Apr. 19, 2000


Many Fellow Primates Face An Uncertain Future As Humanity's Forgotten Cousins

By Kurt Sternlof

Twenty percent of the world's known primates, such as the Toque Macque monkey of Sri Lanka (above), may face extinction during the next hundred years unless immediate action is taken to curtail habitat loss and hunting.

Despite having apparently survived the 20th Century without losing a single species to extinction, many of the world's primate populations--from the Red-ruffed lemur to the Mountain gorilla--may soon succumb to the success and whim of their dominant cousin, man.

Up to 20 percent of the world's known primate species face extinction over the next hundred years unless immediate action is taken to curtail hunting, capture for the pet trade and, most importantly, habitat loss from tropical deforestation, said Don Melnick, professor of biology and anthropology and executive director of the Center for Environmental Research and Conservation (CERC).

That is why CERC has teamed with Conservation International and the Primate Specialist Group of the World Conservation Union on an endangered primates initiative. Together, the group convened a four-day conference and workshop in late February entitled "Primate Taxonomy for the New Millennium."

It turns out that saving a given species requires far more than simply establishing an arbitrary habitat preserve, or increasing its population in zoos, particularly once its numbers in the wild fall below the critical level necessary to maintain genetic vitality. Thus, conservation biologists such as Melnick and his CERC colleague Juan Carlos Morales now focus on what they call "significant evolutionary units" or "conservation units"--that is, populations of individuals whose fortunes are bound together in the fate of a common gene pool.

The still-new science of molecular genetics, responsible for the explosion of DNA evidence in criminal investigations, has also begun to revolutionize the field of taxonomy--the identification, grouping and classification of species. But while this exact new tool promises to help researchers accurately pinpoint critical conservation units and devise targeted strategies for their conservation, it also is complicating the picture by revealing the presence of many species previously undifferentiated by traditional taxonomy.

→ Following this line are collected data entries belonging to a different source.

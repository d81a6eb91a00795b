use crate::error::{HandlerError, Result};
use crate::types::{ApiRequest, HandlerOutput};
use futures::future::BoxFuture;
use serde_json::Value;
use std::future::Future;

/// Application request handler under test
pub trait Handler: Send + Sync {
    /// Handle one synthetic request
    fn handle(
        &self,
        request: ApiRequest,
    ) -> impl Future<Output = std::result::Result<HandlerOutput, HandlerError>> + Send;
}

impl<F, Fut> Handler for F
where
    F: Fn(ApiRequest) -> Fut + Send + Sync,
    Fut: Future<Output = std::result::Result<HandlerOutput, HandlerError>> + Send,
{
    fn handle(
        &self,
        request: ApiRequest,
    ) -> impl Future<Output = std::result::Result<HandlerOutput, HandlerError>> + Send {
        (self)(request)
    }
}

/// Lightweight readiness check for a non-HTTP dependency (database, cache)
///
/// `Ok` carries an optional payload describing the dependency; `Err` carries the
/// reason it is not ready.
pub trait ReadinessProbe: Send + Sync {
    fn probe(&self) -> BoxFuture<'_, std::result::Result<Option<Value>, String>>;
}

/// Runs the external test command for a suite
pub trait CommandExecutor: Send + Sync {
    fn execute(
        &self,
        spec: &crate::suite::CommandSpec,
    ) -> impl Future<Output = Result<crate::suite::CommandOutput>> + Send;
}

/// Persistence collaborator consumed by scenario environment setup and assertions
pub trait TestDatabase: Send + Sync {
    /// Prepare the store for a test run (migrations, truncation)
    fn setup(&self) -> impl Future<Output = Result<()>> + Send;

    /// Remove everything the run created
    fn cleanup(&self) -> impl Future<Output = Result<()>> + Send;

    fn is_healthy(&self) -> impl Future<Output = bool> + Send;

    /// Insert records atomically: either all are stored or none are
    fn create_many(
        &self,
        collection: &str,
        records: Vec<Value>,
    ) -> impl Future<Output = Result<Vec<Value>>> + Send;

    /// Count records, optionally restricted to one tenant
    fn count(
        &self,
        collection: &str,
        tenant_id: Option<&str>,
    ) -> impl Future<Output = Result<usize>> + Send;

    fn find(&self, collection: &str, id: &str) -> impl Future<Output = Result<Option<Value>>> + Send;
}

/// Validation of a loaded configuration
pub trait ConfigValidator {
    type Config;

    fn validate(&self, config: &Self::Config) -> Result<()>;
}
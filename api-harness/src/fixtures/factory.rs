use super::names::*;
use super::records::*;
use crate::types::{Identity, Role, Session, SessionUser};
use chrono::{DateTime, Duration, NaiveDate, Utc};
use rand::rngs::StdRng;
use rand::{Rng, SeedableRng};
use uuid::Uuid;

/// Seconds from the Unix epoch to 2024-01-01T00:00:00Z; generated dates are offsets from it
const FIXTURE_EPOCH_SECS: i64 = 1_704_067_200;

/// Seed used by [`FixtureFactory::default`]
pub const DEFAULT_SEED: u64 = 42;

fn fixture_epoch() -> DateTime<Utc> {
    DateTime::<Utc>::default() + Duration::seconds(FIXTURE_EPOCH_SECS)
}

/// Build the simulated session for an identity.
///
/// Sessions are derived from the identity alone so repeated matrix runs see the
/// same user.
pub fn session_for(identity: &Identity) -> Session {
    let role = identity.role.as_str().to_ascii_lowercase();
    Session {
        user: SessionUser {
            id: format!("user-{}-{}", role, identity.tenant_id),
            email: format!("{}@{}.test", role, identity.tenant_id),
            name: format!("Test {}", identity.role.as_str()),
            role: identity.role,
            tenant_id: identity.tenant_id.clone(),
        },
        expires: fixture_epoch() + Duration::days(3650),
    }
}

/// Generator of synthetic domain records.
///
/// All entropy comes from one seeded generator, so a factory reset to the same
/// seed replays the same records.
#[derive(Debug, Clone)]
pub struct FixtureFactory {
    rng: StdRng,
    invoice_sequence: u32,
}

impl Default for FixtureFactory {
    fn default() -> Self {
        Self::seeded(DEFAULT_SEED)
    }
}

impl FixtureFactory {
    /// Factory seeded from OS entropy
    pub fn new() -> Self {
        Self {
            rng: StdRng::from_entropy(),
            invoice_sequence: 0,
        }
    }

    pub fn seeded(seed: u64) -> Self {
        Self {
            rng: StdRng::seed_from_u64(seed),
            invoice_sequence: 0,
        }
    }

    /// Reseed the generator; call at the start of any test needing reproducible data
    pub fn reset_seed(&mut self, seed: u64) {
        self.rng = StdRng::seed_from_u64(seed);
        self.invoice_sequence = 0;
    }

    pub fn session(&self, role: Role, tenant_id: &str) -> Session {
        session_for(&Identity::new(role, tenant_id))
    }

    // --- entropy helpers -------------------------------------------------

    fn uuid(&mut self) -> Uuid {
        uuid::Builder::from_random_bytes(self.rng.gen()).into_uuid()
    }

    fn pick<T: Copy>(&mut self, items: &[T]) -> T {
        items[self.rng.gen_range(0..items.len())]
    }

    fn money(&mut self, min_cents: u64, max_cents: u64) -> f64 {
        self.rng.gen_range(min_cents..max_cents) as f64 / 100.0
    }

    fn timestamp_within_days(&mut self, days: i64) -> DateTime<Utc> {
        fixture_epoch() + Duration::seconds(self.rng.gen_range(0..days * 86_400))
    }

    fn date_within_days(&mut self, days: i64) -> NaiveDate {
        self.timestamp_within_days(days).date_naive()
    }

    fn person_name(&mut self) -> (String, String) {
        (
            self.pick(FIRST_NAMES).to_string(),
            self.pick(LAST_NAMES).to_string(),
        )
    }

    fn email(&mut self, first: &str, last: &str) -> String {
        let n: u16 = self.rng.gen_range(1..1000);
        let domain = self.pick(EMAIL_DOMAINS);
        format!(
            "{}.{}{}@{}",
            first.to_ascii_lowercase(),
            last.to_ascii_lowercase(),
            n,
            domain
        )
    }

    fn company_name(&mut self) -> String {
        format!("{} {}", self.pick(COMPANY_PREFIXES), self.pick(COMPANY_SUFFIXES))
    }

    // --- base records ----------------------------------------------------

    pub fn tenant(&mut self, patch: TenantPatch) -> Tenant {
        let name = self.company_name();
        let slug = format!(
            "{}-{}",
            name.to_ascii_lowercase().replace(' ', "-"),
            self.rng.gen_range(100..1000)
        );
        let mut tenant = Tenant {
            id: self.uuid(),
            domain: format!("{}.example.com", slug),
            name,
            slug,
            plan: self.pick(&[Plan::Starter, Plan::Professional]),
            created_at: self.timestamp_within_days(365),
        };
        patch.apply_to(&mut tenant);
        tenant
    }

    pub fn user(&mut self, patch: UserPatch) -> User {
        let (first, last) = self.person_name();
        let mut user = User {
            id: self.uuid(),
            tenant_id: self.uuid(),
            email: self.email(&first, &last),
            name: format!("{} {}", first, last),
            role: self.pick(&[Role::Manager, Role::User, Role::Viewer]),
            active: true,
            created_at: self.timestamp_within_days(365),
        };
        patch.apply_to(&mut user);
        user
    }

    pub fn customer(&mut self, patch: CustomerPatch) -> Customer {
        let (first, last) = self.person_name();
        let phone = format!("+1-555-{:04}", self.rng.gen_range(0..10_000));
        let mut customer = Customer {
            id: self.uuid(),
            tenant_id: self.uuid(),
            email: self.email(&first, &last),
            name: format!("{} {}", first, last),
            phone: Some(phone),
            company: Some(self.company_name()),
            status: self.pick(&[CustomerStatus::Lead, CustomerStatus::Active]),
            lifetime_value: self.money(0, 5_000_000),
            created_at: self.timestamp_within_days(365),
        };
        patch.apply_to(&mut customer);
        customer
    }

    pub fn deal(&mut self, patch: DealPatch) -> Deal {
        let stage = self.pick(&[
            DealStage::Lead,
            DealStage::Qualified,
            DealStage::Proposal,
            DealStage::Negotiation,
        ]);
        let probability = match stage {
            DealStage::Lead => 10,
            DealStage::Qualified => 30,
            DealStage::Proposal => 50,
            DealStage::Negotiation => 75,
            DealStage::Won => 100,
            DealStage::Lost => 0,
        };
        let mut deal = Deal {
            id: self.uuid(),
            tenant_id: self.uuid(),
            customer_id: self.uuid(),
            title: format!("{} - {}", self.pick(DEAL_TOPICS), self.pick(COMPANY_PREFIXES)),
            value: self.money(100_000, 25_000_000),
            stage,
            probability,
            owner_id: Some(self.uuid()),
            expected_close_date: self.date_within_days(540),
            created_at: self.timestamp_within_days(365),
        };
        patch.apply_to(&mut deal);
        deal
    }

    pub fn invoice(&mut self, patch: InvoicePatch) -> Invoice {
        self.invoice_sequence += 1;
        let amount = self.money(5_000, 2_000_000);
        let tax = (amount * 0.2 * 100.0).round() / 100.0;
        let issued_on = self.date_within_days(365);
        let mut invoice = Invoice {
            id: self.uuid(),
            tenant_id: self.uuid(),
            customer_id: self.uuid(),
            number: format!("INV-2024-{:05}", self.invoice_sequence),
            amount,
            tax,
            total: ((amount + tax) * 100.0).round() / 100.0,
            currency: "USD".to_string(),
            status: self.pick(&[InvoiceStatus::Draft, InvoiceStatus::Sent]),
            issued_on,
            due_on: issued_on + Duration::days(30),
            paid_on: None,
        };
        patch.apply_to(&mut invoice);
        invoice
    }

    pub fn employee(&mut self, patch: EmployeePatch) -> Employee {
        let (first, last) = self.person_name();
        let mut employee = Employee {
            id: self.uuid(),
            tenant_id: self.uuid(),
            email: self.email(&first, &last),
            first_name: first,
            last_name: last,
            department: self.pick(DEPARTMENTS).to_string(),
            position: self.pick(POSITIONS).to_string(),
            salary: self.money(3_500_000, 18_000_000),
            manager_id: Some(self.uuid()),
            hire_date: self.date_within_days(3650),
            active: true,
        };
        patch.apply_to(&mut employee);
        employee
    }

    pub fn alert(&mut self, patch: AlertPatch) -> Alert {
        let title = self.pick(ALERT_TITLES);
        let source = self.pick(ALERT_SOURCES);
        let mut alert = Alert {
            id: self.uuid(),
            tenant_id: self.uuid(),
            severity: self.pick(&[AlertSeverity::Info, AlertSeverity::Warning]),
            title: title.to_string(),
            message: format!("{} reported by {}", title, source),
            source: source.to_string(),
            acknowledged: false,
            created_at: self.timestamp_within_days(30),
        };
        patch.apply_to(&mut alert);
        alert
    }

    pub fn ai_analysis(&mut self, patch: AiAnalysisPatch) -> AiAnalysis {
        let symbol = self.pick(TICKERS);
        let sentiment = self.pick(&[Sentiment::Bullish, Sentiment::Neutral, Sentiment::Bearish]);
        let recommendation = match sentiment {
            Sentiment::Bullish => Recommendation::Buy,
            Sentiment::Neutral => Recommendation::Hold,
            Sentiment::Bearish => Recommendation::Sell,
        };
        let mut analysis = AiAnalysis {
            id: self.uuid(),
            tenant_id: self.uuid(),
            symbol: symbol.to_string(),
            model: self.pick(ANALYSIS_MODELS).to_string(),
            summary: format!("{:?} outlook for {} over the next quarter", sentiment, symbol),
            sentiment,
            confidence: f64::from(self.rng.gen_range(50u32..100)) / 100.0,
            recommendation,
            created_at: self.timestamp_within_days(30),
        };
        patch.apply_to(&mut analysis);
        analysis
    }

    // --- variants: base record, then fixed fields, then the caller's patch ---

    pub fn admin_user(&mut self, patch: UserPatch) -> User {
        let variant = UserPatch {
            role: Some(Role::Admin),
            ..Default::default()
        };
        self.user(variant.merge(patch))
    }

    pub fn won_deal(&mut self, patch: DealPatch) -> Deal {
        let variant = DealPatch {
            stage: Some(DealStage::Won),
            probability: Some(100),
            ..Default::default()
        };
        self.deal(variant.merge(patch))
    }

    pub fn lost_deal(&mut self, patch: DealPatch) -> Deal {
        let variant = DealPatch {
            stage: Some(DealStage::Lost),
            probability: Some(0),
            ..Default::default()
        };
        self.deal(variant.merge(patch))
    }

    pub fn paid_invoice(&mut self, patch: InvoicePatch) -> Invoice {
        let mut invoice = self.invoice(InvoicePatch::default());
        InvoicePatch {
            status: Some(InvoiceStatus::Paid),
            paid_on: Some(Some(invoice.due_on - Duration::days(5))),
            ..Default::default()
        }
        .apply_to(&mut invoice);
        patch.apply_to(&mut invoice);
        invoice
    }

    pub fn overdue_invoice(&mut self, patch: InvoicePatch) -> Invoice {
        let variant = InvoicePatch {
            status: Some(InvoiceStatus::Overdue),
            paid_on: Some(None),
            ..Default::default()
        };
        self.invoice(variant.merge(patch))
    }

    pub fn critical_alert(&mut self, patch: AlertPatch) -> Alert {
        let variant = AlertPatch {
            severity: Some(AlertSeverity::Critical),
            acknowledged: Some(false),
            ..Default::default()
        };
        self.alert(variant.merge(patch))
    }
}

This revolution translates directly into a greater number of endangered species in need of immediate intervention, Melnick said. What was once considered a single threatened species might now be recognized as two or more distinct and smaller populations already depleted into the endangered range. And the ramifications for primates are particularly acute. The beleaguered orangutans of Asia provide a poignant illustration of this new taxonomic reality.

Among our closest primate relatives and until recently considered a single species, they are now recognized as two separate species, the Sumatran and the Bornean, with the latter consisting of several distinct subspecies. Thus this entire group of great apes is very likely in far worse shape than previously thought and might well move up the priority list for intervention.

"Of course it's better that we recognize this now, rather than later," Morales said. "Otherwise the Bornean orangutans might have been allowed to disappear under the mistaken assumption that, as long as the Sumatran population survived, no net loss of primate diversity had occurred."

Although the current initiative is focused on primates, the methods and insights developed will be directly applicable to the overall effort to preserve global biodiversity, strongly underscoring the need to conserve genetic diversity within all species, populations and conservation units.

"In the end result, the point is not to conserve species 'frozen' as they now exist, but rather their evolutionary potential to adapt to whatever environmental challenges they may face in the future," Melnick said. "Conserving a species' genetic diversity ensures that it will have the evolutionary flexibility necessary to adapt and survive over the long term."

CERC and its collaborators will present a complete analysis of the situation in their Primate Conservation Strategy and Action Plan for the 21st Century, to be released in January 2001 at the Congress of the International Primatological Society in Australia.